The consolidation wave in the domestic banking sector had a great influence on the Qatar Stock Exchange (QSE), whose capitalisation was seen gaining about QR10bn this week.
Domestic funds were increasingly bullish as the bourse’s main barometer 20-stock Qatar Index rose 0.29% this week which saw Masraf Al Rayan and Al Khaliji disclose their intent to establish one of the largest Shariah-compliant bank in Qatar and in the Middle East with total assets exceeding QR164bn and a shareholders’ equity of more than QR19bn.
About 66% of the traded constituents extended gains to investors this week which saw Qatar Islamic Bank group chief executive Bassel Gamal view that the proposed merger would help the whole sector and that the competition is good for the market.
A higher than average demand was seen within the transport and realty counters on the market this week which saw Doha Bank group chief executive Dr R Seetharaman said consolidation is a natural extension of a “sustainable” growth path in the banking industry.
Nevertheless, both local retail investors and foreign funds were increasingly net profit takers this week which saw KPMG Qatar partner Omar Mahmood highlight the need for further consolidation in view of the demographics and the smaller size of the market.
The Total Return Index rose 0.29%, Al Rayan Islamic Index by 0.24% and All Share Index by 0.49% this week this which saw as many as 259,209 Masraf Al Rayan sponsored exchange traded fund QATR valued at QR531,879 changed hands across 19 transactions.
Market capitalisation saw 1.85% expansion to QR534.62bn mainly on large and small cap segments this week which saw a total of 97,483 Doha Bank-sponsored QETF worth QR873,527 traded across 18 deals.
The transport index soared 2.56%, real estate (2.52%), insurance (1.21%), banks and financial services (0.46%), industrials (0.17%) and telecom (0.11%); while consumer goods and services declined 1.32% this week which saw the market breadth skewed towards gainers.
Major movers included Al Khaliji, Masraf Al Rayan, Doha Bank, Milaha, Ezdan, Mazaya Qatar, Dlala, Islamic Holding Group, Qatar General Insurance and Reinsurance, Widam Food, Baladna, Mannai Corporation, Aamal and Qamco; while Gulf Warehousing, Woqod, QIIB, Qatar Industrial Manufacturing, Qatar National Cement, Gulf International Services and Al Khaleej Takaful were among the losers this week which saw realty and banking sectors together account for about 61% of total trading volume.
Trade turnover and volumes were on the increase this week which saw the real estate sector account for 40% of the total trading volume, banks and financial services (20%), industrials (18%), consumer goods and services (17%), transport and telecom (2% each) and insurance (1%) this week.

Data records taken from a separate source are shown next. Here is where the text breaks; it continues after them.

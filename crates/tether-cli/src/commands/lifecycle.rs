//! Lifecycle operations — the per-feature surface the supervisor drives.
//!
//! Each function maps one subcommand onto the arbiter and returns the
//! process exit code. Only `wait` produces a nonzero code on success: it
//! forwards the runtime instance's own exit status.

use std::time::Duration;

use tether_arbiter::OwnershipArbiter;
use tether_runtime::RuntimeClient;

pub async fn start<R: RuntimeClient>(
    arbiter: &OwnershipArbiter<R>,
    feature: &str,
) -> anyhow::Result<i32> {
    arbiter.start(feature).await?;
    Ok(0)
}

pub async fn stop<R: RuntimeClient>(
    arbiter: &OwnershipArbiter<R>,
    feature: &str,
    timeout: Option<Duration>,
) -> anyhow::Result<i32> {
    arbiter.stop(feature, timeout).await?;
    Ok(0)
}

pub async fn kill<R: RuntimeClient>(
    arbiter: &OwnershipArbiter<R>,
    feature: &str,
) -> anyhow::Result<i32> {
    arbiter.kill(feature).await?;
    Ok(0)
}

/// Blocks until the instance terminates; under normal operation this only
/// returns when the runtime reports the instance's exit status.
pub async fn wait<R: RuntimeClient>(
    arbiter: &OwnershipArbiter<R>,
    feature: &str,
) -> anyhow::Result<i32> {
    Ok(arbiter.wait(feature).await?)
}

pub fn id<R: RuntimeClient>(arbiter: &OwnershipArbiter<R>, feature: &str) -> anyhow::Result<i32> {
    if let Some(id) = arbiter.instance_id(feature)? {
        println!("{id}");
    }
    Ok(0)
}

In value, the banks and financial sector’s share was 34%, realty (29%), industrials (15%), consumer goods and services (14%), transport (5%), and telecom and insurance (2% each) this week.
Domestic funds’ net buying increased significantly to QR153.68mn against QR24.25mn the week ended June 25.
However, local retail investors’ net selling grew substantially to QR78.55mn compared to QR24.07mn a week ago.
Foreign institutions’ net selling also rose considerably to QR78.28mn against QR20.03mn the previous week.
The Arab individuals’ net selling rose perceptibly to QR4.99mn compared to QR2.11mn the week ended June 25.
The Gulf individuals turned net sellers to the tune of QR3.15mn against net buyers of QR0.35mn a week ago.
Foreign individuals were net sellers to the extent of QR1.58mn compared with net buyers of QR1.05mn the previous week.
The Arab funds’ net profit booking grew marginally to QR0.26mn against QR0.12mn the week ended June 25.
The Gulf funds’ net buying eased noticeably to QR13.13mn compared to QR20.21mn the previous week.
Total trading volume rose 37% to 1.77bn shares, value by 50% to QR2.63bn and transactions by 11% to 45,571.
The real estate sector’s trade volume more than doubled to 712.43mn equities and value also more than doubled to QR769.16mn on 43% increase in deals to 10,124.
The telecom sector’s trade volume more than doubled to 27.81mn stocks, value soared 39% to QR52.58mn and transactions by 29% to 2,045.
The banks and financial services sector saw 63% surge in trade volume to 361.6mn shares, 53% in value to QR884.43mn and 14% in deals to 12,984.
The transport sector’s trade volume expanded 7% to 34.57mn equities and value by 38% to 127.57mn, whereas transactions fell 17% to 1,726.
There was 6% growth in the industrials sector’s trade volume to 315.75mn stocks, 33% in value to QR388.33mn and 20% in deals to 10,454.
However, the insurance sector’s trade volume plummeted 29% to 23.2mn shares, value by 29% to QR39.72mn and transactions by 13% to 987.
The consumer goods sector reported 25% plunge in trade volume to 296.67mn equities, 5% in value to QR365.18mn and 21% in deals to 7,251.